Pathology relies on examining H&E-stained FFPE tissue sections via microscopy for diagnosis. Pathomics quantifies features from digitized FFPE images, or whole slide images (WSIs), reflecting tissue and cellular structures potentially linked to gene expression patterns seen in RNA sequencing. Although Deep Learning (DL) methods have advanced gene expression prediction from WSIs, understanding the pathomic features affecting model predictions is challenging.

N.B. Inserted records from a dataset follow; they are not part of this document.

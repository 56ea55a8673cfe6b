//! Pomodoro work/break session log.

use std::fmt;
use std::io::Write;

use anyhow::{Result, bail};
use chrono::{DateTime, Utc};
use clap::{Args, ValueEnum};
use serde::{Deserialize, Serialize};

use super::util::parse_datetime;
use crate::context::SessionContext;

/// JSONL log of completed pomodoro sessions.
pub const POMODORO_LOG: &str = "pomodoro_sessions.jsonl";

/// Sessions listed under "Recent sessions".
const RECENT_SESSIONS: usize = 5;

#[derive(Debug, Clone, Copy, PartialEq, Eq, Serialize, Deserialize, ValueEnum)]
#[serde(rename_all = "lowercase")]
pub enum PomodoroKind {
    Work,
    Break,
}

impl fmt::Display for PomodoroKind {
    fn fmt(&self, f: &mut fmt::Formatter<'_>) -> fmt::Result {
        f.write_str(match self {
            Self::Work => "work",
            Self::Break => "break",
        })
    }
}

#[derive(Debug, Args)]
pub struct PomodoroLogArgs {
    /// Session start (ISO 8601 or relative, e.g. "25 minutes ago").
    #[arg(long, value_parser = parse_datetime)]
    pub start: DateTime<Utc>,

    /// Session end; defaults to now.
    #[arg(long, default_value = "now", value_parser = parse_datetime)]
    pub end: DateTime<Utc>,

    /// Session kind.
    #[arg(long, value_enum, default_value_t = PomodoroKind::Work)]
    pub kind: PomodoroKind,
}

#[derive(Debug, Clone, PartialEq, Eq, Serialize, Deserialize)]
pub struct PomodoroSession {
    pub start: DateTime<Utc>,
    pub end: DateTime<Utc>,
    pub kind: PomodoroKind,
}

impl PomodoroSession {
    #[allow(clippy::cast_precision_loss, reason = "session lengths are far below 2^52 ms")]
    fn minutes(&self) -> f64 {
        (self.end - self.start).num_milliseconds() as f64 / 60_000.0
    }
}

#[derive(Debug, Clone, Copy, PartialEq, Serialize)]
pub struct PomodoroStats {
    pub work_sessions: usize,
    pub break_sessions: usize,
    pub total_work_minutes: f64,
}

pub fn pomodoro_stats(sessions: &[PomodoroSession]) -> PomodoroStats {
    let work = || sessions.iter().filter(|s| s.kind == PomodoroKind::Work);
    PomodoroStats {
        work_sessions: work().count(),
        break_sessions: sessions
            .iter()
            .filter(|s| s.kind == PomodoroKind::Break)
            .count(),
        total_work_minutes: work().map(PomodoroSession::minutes).sum(),
    }
}

pub fn log<W: Write>(writer: &mut W, ctx: &SessionContext, args: &PomodoroLogArgs) -> Result<()> {
    if args.end <= args.start {
        bail!("session end {} must be after start {}", args.end, args.start);
    }
    let session = PomodoroSession {
        start: args.start,
        end: args.end,
        kind: args.kind,
    };
    ctx.journal().append(POMODORO_LOG, &session)?;
    writeln!(
        writer,
        "Logged {:.0} min {} session",
        session.minutes(),
        session.kind
    )?;
    Ok(())
}

pub fn stats<W: Write>(writer: &mut W, ctx: &SessionContext) -> Result<()> {
    let sessions: Vec<PomodoroSession> = ctx.journal().read_all(POMODORO_LOG)?;
    if sessions.is_empty() {
        writeln!(writer, "No pomodoro sessions recorded yet.")?;
        return Ok(());
    }

    let stats = pomodoro_stats(&sessions);
    writeln!(writer, "Work sessions:   {}", stats.work_sessions)?;
    writeln!(writer, "Break sessions:  {}", stats.break_sessions)?;
    writeln!(writer, "Total work time: {:.1} min", stats.total_work_minutes)?;
    writeln!(writer)?;
    writeln!(writer, "Recent sessions:")?;

    let skip = sessions.len().saturating_sub(RECENT_SESSIONS);
    for session in &sessions[skip..] {
        writeln!(
            writer,
            "  {} to {} | {:<5} | {:.0} min",
            session.start.format("%Y-%m-%d %H:%M"),
            session.end.format("%H:%M"),
            session.kind.to_string(),
            session.minutes()
        )?;
    }
    Ok(())
}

Our study analyzed 89 FFPE breast cancer tissue slide images from the TCGA registry, extracting around 300 pathomic features using HistomicsTK. These features, representing cell morphometry, intensity, and gradient, were assessed within tumor regions annotated by pathologists. We selected the most heterogeneous and correlating features for a multitask regression model, predicting gene expression levels with high accuracy (AUC > 0.8) for two biomarkers, MFAP5 and MXRA8.

In contrast, the ResNet-50 DL model trained on random WSI patches showed lower AUC scores for these biomarkers and did not interpret pathomic features that contribute to gene expression predictions. Literature suggests MFAP5 upregulation in breast carcinomas correlates with poor prognosis, while MXRA8 modulates triple-negative breast cancer progression.

The study concludes that Pathomics-based Machine Learning outperforms DL in predicting gene expression from FFPE WSIs in invasive breast carcinoma, providing a more effective tool for understanding the disease at the molecular level.